A one-month period of indoor gardening increased skin bacterial diversity and was associated with higher levels of anti-inflammatory molecules in the blood, according to a collaborative study by the University of Helsinki, the Finnish Institute for Natural Resources, and the University of Tampere, published in Environment International. “A month of indoor urban gardening enhanced the diversity of bacteria on participants’ skin and correlated with elevated levels of anti-inflammatory cytokines in their blood. The study group used a soil rich in microbial diversity that mimicked forest soil,” explained Mika Saarenpää from the Faculty of Biological and Environmental Sciences at the University of Helsinki.
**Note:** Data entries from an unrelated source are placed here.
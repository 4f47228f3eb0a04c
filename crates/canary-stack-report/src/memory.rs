//! In-memory implementation of the ReportSink trait.
//!
//! This is primarily for testing: snapshots are kept in emission order and
//! can be inspected afterwards.

use std::sync::{PoisonError, RwLock};

use canary_stack_core::DiagnosticSnapshot;

use crate::error::Result;
use crate::traits::ReportSink;

/// In-memory sink. Thread-safe via RwLock.
#[derive(Debug, Default)]
pub struct MemorySink {
    snapshots: RwLock<Vec<DiagnosticSnapshot>>,
}

impl MemorySink {
    /// Create a new empty sink.
    pub fn new() -> Self {
        Self::default()
    }

    /// All snapshots emitted so far, oldest first.
    pub fn snapshots(&self) -> Vec<DiagnosticSnapshot> {
        self.snapshots
            .read()
            .unwrap_or_else(PoisonError::into_inner)
            .clone()
    }

    /// The most recent snapshot.
    pub fn last(&self) -> Option<DiagnosticSnapshot> {
        self.snapshots
            .read()
            .unwrap_or_else(PoisonError::into_inner)
            .last()
            .cloned()
    }

    pub fn len(&self) -> usize {
        self.snapshots
            .read()
            .unwrap_or_else(PoisonError::into_inner)
            .len()
    }

    pub fn is_empty(&self) -> bool {
        self.len() == 0
    }

    pub fn clear(&self) {
        self.snapshots
            .write()
            .unwrap_or_else(PoisonError::into_inner)
            .clear();
    }
}

impl ReportSink for MemorySink {
    fn emit(&self, snapshot: &DiagnosticSnapshot) -> Result<()> {
        // A panicking test may poison the lock mid-report; keep recording.
        self.snapshots
            .write()
            .unwrap_or_else(PoisonError::into_inner)
            .push(snapshot.clone());
        Ok(())
    }
}

#[cfg(test)]
mod tests {
    use super::*;
    use canary_stack_core::{CallSite, GuardedStack, Provenance, StackConfig};

    fn snapshot(values: &[f64]) -> DiagnosticSnapshot {
        let mut stack = GuardedStack::new(Provenance::UNKNOWN, StackConfig::default()).unwrap();
        for &v in values {
            stack.push(v).unwrap();
        }
        stack.snapshot(CallSite::new("test.rs", 1, "dump"))
    }

    #[test]
    fn test_records_in_order() {
        let sink = MemorySink::new();
        assert!(sink.is_empty());

        sink.emit(&snapshot(&[1.0])).unwrap();
        sink.emit(&snapshot(&[1.0, 2.0])).unwrap();

        assert_eq!(sink.len(), 2);
        assert_eq!(sink.snapshots()[0].size, 1);
        assert_eq!(sink.last().unwrap().size, 2);
    }

    #[test]
    fn test_clear() {
        let sink = MemorySink::new();
        sink.emit(&snapshot(&[])).unwrap();
        sink.clear();
        assert!(sink.is_empty());
        assert!(sink.last().is_none());
    }
}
These findings are significant because urbanization has led to a rise in immune-mediated diseases, such as allergies, asthma, and autoimmune disorders, which come with substantial healthcare costs. “We live too ‘clean’ in cities,” Saarenpää said. “Urbanization reduces microbial exposure, alters the human microbiota, and increases the risk of immune-mediated diseases. This is the first time we’ve shown that a natural human activity can boost the microbiota diversity of healthy adults and aid in immune system regulation.” Increasing microbial exposure can be done easily and safely at home throughout the year. The investment in space and money is minimal: in the study, gardening was done in regular planters, and the plants—such as peas, beans, mustard, and lettuce—were store-bought. Changes were noticeable within a month, and many participants enjoyed gardening so much that they planned to continue and switch to outdoor gardening in the summer.

According to Saarenpää, microbe-mediated immunoregulation could potentially reduce the risk or symptoms of immune-mediated diseases. Enhancing health-promoting microbial exposure on a population level could lower healthcare costs related to these diseases and improve people’s quality of life. “We still don’t know how long the changes in skin microbiota and anti-inflammatory cytokines last,” Saarenpää noted, “but if gardening becomes a regular hobby, immune system regulation is likely to be sustained.” Saarenpää also emphasized the importance of exposing children to nature and microbes, as immune system development is more active in childhood. Introducing planters with microbe-rich soil in nurseries, schools, and hospitals, especially in densely populated urban areas, could be beneficial.